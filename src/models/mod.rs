pub mod image_format;
pub mod options;
pub mod page;
pub mod range;

pub use image_format::InputKind;
pub use options::{ProcessingOptions, Quality};
pub use page::{ImagePayload, Page, PageId, PageStatus};
pub use range::PageRange;
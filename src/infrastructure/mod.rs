pub mod zip_reader;

pub use zip_reader::{ArchiveEntry, ZipReader};
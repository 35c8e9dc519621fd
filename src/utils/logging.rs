/// 日志工具模块
///
/// 提供日志初始化、格式化和输出的辅助函数
use anyhow::{Context, Result};
use std::fs::{self, OpenOptions};
use std::io::Write;
use tracing::info;
use tracing_subscriber::{fmt, prelude::*, EnvFilter};

use crate::orchestrator::BatchSummary;
use crate::services::log_sink::LogEntry;

/// 初始化 tracing 订阅器
///
/// 优先使用 `RUST_LOG`，否则按 `verbose` 选择 info / debug
pub fn init(verbose: bool) {
    let default_level = if verbose { "debug" } else { "info" };
    let filter =
        EnvFilter::try_from_default_env().unwrap_or_else(|_| EnvFilter::new(default_level));

    let _ = tracing_subscriber::registry()
        .with(fmt::layer().with_target(false))
        .with(filter)
        .try_init();
}

/// 创建（覆盖）运行日志文件并写入抬头
///
/// 抬头记录开始时间和模型，之后由 [`append_log_entries`] 追加会话日志
pub fn init_log_file(log_file_path: &str, model_name: &str) -> Result<()> {
    let started = chrono::Local::now().format("%Y-%m-%d %H:%M:%S");
    let log_header = format!("# 漫画增强运行日志\n# 开始: {started}\n# 模型: {model_name}\n\n");
    fs::write(log_file_path, log_header)
        .with_context(|| format!("无法写入日志文件: {}", log_file_path))
}

/// 将日志条目追加到日志文件
pub fn append_log_entries(log_file_path: &str, entries: &[LogEntry]) -> Result<()> {
    let mut file = OpenOptions::new()
        .create(true)
        .append(true)
        .open(log_file_path)
        .with_context(|| format!("无法打开日志文件: {}", log_file_path))?;

    for entry in entries {
        writeln!(file, "{}", entry)?;
    }

    Ok(())
}

/// 记录程序启动信息
///
/// # 参数
/// - `model_name`: 使用的模型
/// - `output_dir`: 结果输出目录
pub fn log_startup(model_name: &str, output_dir: &str) {
    info!("{}", "=".repeat(60));
    info!("🚀 程序启动 - 漫画逐页处理模式");
    info!("🤖 模型: {}", model_name);
    info!("📁 输出目录: {}", output_dir);
    info!("{}", "=".repeat(60));
}

/// 记录页面加载信息
///
/// # 参数
/// - `total`: 页面总数
/// - `start` / `end`: 默认选中的范围
pub fn log_pages_loaded(total: usize, start: usize, end: usize) {
    info!("✓ 共载入 {} 页", total);
    info!("📋 默认处理范围: 第 {}-{} 页", start, end);
}

/// 记录批次开始信息
pub fn log_batch_start(start: usize, end: usize, total: usize, options: &str) {
    info!("\n{}", "=".repeat(60));
    info!("📦 开始处理第 {}-{} 页 / 共 {} 页", start, end, total);
    info!("⚙️ 选项: {}", options);
    info!("{}", "=".repeat(60));
}

/// 记录批次完成信息
///
/// # 参数
/// - `success`: 成功数量
/// - `total`: 批次总数
pub fn log_batch_complete(success: usize, total: usize) {
    info!("\n{}", "─".repeat(60));
    info!("✓ 批次完成: 成功 {}/{}", success, total);
    info!("{}", "─".repeat(60));
}

/// 汇总一次运行的结果
///
/// `untouched` 是运行结束时仍未处理的页数（范围之外的页面）
pub fn final_stats_lines(
    summary: &BatchSummary,
    untouched: usize,
    log_file_path: &str,
) -> Vec<String> {
    let rate = if summary.total == 0 {
        0.0
    } else {
        summary.succeeded as f64 * 100.0 / summary.total as f64
    };

    vec![
        format!(
            "📊 运行结束 {}",
            chrono::Local::now().format("%Y-%m-%d %H:%M:%S")
        ),
        format!(
            "✅ {}/{} 页成功 ({:.0}%)，❌ {} 页失败",
            summary.succeeded, summary.total, rate, summary.failed
        ),
        format!("⏸ 范围外未处理: {} 页", untouched),
        format!("📝 日志: {}", log_file_path),
    ]
}

/// 以 info 级别输出 [`final_stats_lines`]
pub fn print_final_stats(summary: &BatchSummary, untouched: usize, log_file_path: &str) {
    info!("\n{}", "=".repeat(60));
    for line in final_stats_lines(summary, untouched, log_file_path) {
        info!("{}", line);
    }
    info!("{}", "=".repeat(60));
}

/// 按字符数截断，超出部分以 `...` 代替
pub fn truncate_text(text: &str, max_chars: usize) -> String {
    match text.char_indices().nth(max_chars) {
        Some((cut, _)) => format!("{}...", &text[..cut]),
        None => text.to_owned(),
    }
}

§ §

◆ What is needed: Restate every record exactly, leaving nothing out.

◆ The completed task:
filename src/models/mod.rs
pub mod image_format;
pub mod options;
pub mod page;
pub mod range;

pub use image_format::InputKind;
pub use options::{ProcessingOptions, Quality};
pub use page::{ImagePayload, Page, PageId, PageStatus};
pub use range::PageRange;
filename src/infrastructure/mod.rs
pub mod zip_reader;

pub use zip_reader::{ArchiveEntry, ZipReader};
repository 35c8e9dc519621fd
filename src/utils/logging.rs
/// 日志工具模块
///
/// 提供日志初始化、格式化和输出的辅助函数
use anyhow::{Context, Result};
use std::fs::{self, OpenOptions};
use std::io::Write;
use tracing::info;
use tracing_subscriber::{fmt, prelude::*, EnvFilter};

use crate::orchestrator::BatchSummary;
use crate::services::log_sink::LogEntry;

/// 初始化 tracing 订阅器
///
/// 优先使用 `RUST_LOG`，否则按 `verbose` 选择 info / debug
pub fn init(verbose: bool) {
    let default_level = if verbose { "debug" } else { "info" };
    let filter =
        EnvFilter::try_from_default_env().unwrap_or_else(|_| EnvFilter::new(default_level));

    let _ = tracing_subscriber::registry()
        .with(fmt::layer().with_target(false))
        .with(filter)
        .try_init();
}

/// 创建（覆盖）运行日志文件并写入抬头
///
/// 抬头记录开始时间和模型，之后由 [`append_log_entries`] 追加会话日志
pub fn init_log_file(log_file_path: &str, model_name: &str) -> Result<()> {
    let started = chrono::Local::now().format("%Y-%m-%d %H:%M:%S");
    let log_header = format!("# 漫画增强运行日志\n# 开始: {started}\n# 模型: {model_name}\n\n");
    fs::write(log_file_path, log_header)
        .with_context(|| format!("无法写入日志文件: {}", log_file_path))
}

/// 将日志条目追加到日志文件
pub fn append_log_entries(log_file_path: &str, entries: &[LogEntry]) -> Result<()> {
    let mut file = OpenOptions::new()
        .create(true)
        .append(true)
        .open(log_file_path)
        .with_context(|| format!("无法打开日志文件: {}", log_file_path))?;

    for entry in entries {
        writeln!(file, "{}", entry)?;
    }

    Ok(())
}

/// 记录程序启动信息
///
/// # 参数
/// - `model_name`: 使用的模型
/// - `output_dir`: 结果输出目录
pub fn log_startup(model_name: &str, output_dir: &str) {
    info!("{}", "=".repeat(60));
    info!("🚀 程序启动 - 漫画逐页处理模式");
    info!("🤖 模型: {}", model_name);
    info!("📁 输出目录: {}", output_dir);
    info!("{}", "=".repeat(60));
}

/// 记录页面加载信息
///
/// # 参数
/// - `total`: 页面总数
/// - `start` / `end`: 默认选中的范围
pub fn log_pages_loaded(total: usize, start: usize, end: usize) {
    info!("✓ 共载入 {} 页", total);
    info!("📋 默认处理范围: 第 {}-{} 页", start, end);
}

/// 记录批次开始信息
pub fn log_batch_start(start: usize, end: usize, total: usize, options: &str) {
    info!("\n{}", "=".repeat(60));
    info!("📦 开始处理第 {}-{} 页 / 共 {} 页", start, end, total);
    info!("⚙️ 选项: {}", options);
    info!("{}", "=".repeat(60));
}

/// 记录批次完成信息
///
/// # 参数
/// - `success`: 成功数量
/// - `total`: 批次总数
pub fn log_batch_complete(success: usize, total: usize) {
    info!("\n{}", "─".repeat(60));
    info!("✓ 批次完成: 成功 {}/{}", success, total);
    info!("{}", "─".repeat(60));
}

/// 汇总一次运行的结果
///
/// `untouched` 是运行结束时仍未处理的页数（范围之外的页面）
pub fn final_stats_lines(
    summary: &BatchSummary,
    untouched: usize,
    log_file_path: &str,
) -> Vec<String> {
    let rate = if summary.total == 0 {
        0.0
    } else {
        summary.succeeded as f64 * 100.0 / summary.total as f64
    };

    vec![
        format!(
            "📊 运行结束 {}",
            chrono::Local::now().format("%Y-%m-%d %H:%M:%S")
        ),
        format!(
            "✅ {}/{} 页成功 ({:.0}%)，❌ {} 页失败",
            summary.succeeded, summary.total, rate, summary.failed
        ),
        format!("⏸ 范围外未处理: {} 页", untouched),
        format!("📝 日志: {}", log_file_path),
    ]
}

/// 以 info 级别输出 [`final_stats_lines`]
pub fn print_final_stats(summary: &BatchSummary, untouched: usize, log_file_path: &str) {
    info!("\n{}", "=".repeat(60));
    for line in final_stats_lines(summary, untouched, log_file_path) {
        info!("{}", line);
    }
    info!("{}", "=".repeat(60));
}

/// 按字符数截断，超出部分以 `...` 代替
pub fn truncate_text(text: &str, max_chars: usize) -> String {
    match text.char_indices().nth(max_chars) {
        Some((cut, _)) => format!("{}...", &text[..cut]),
        None => text.to_owned(),
    }
}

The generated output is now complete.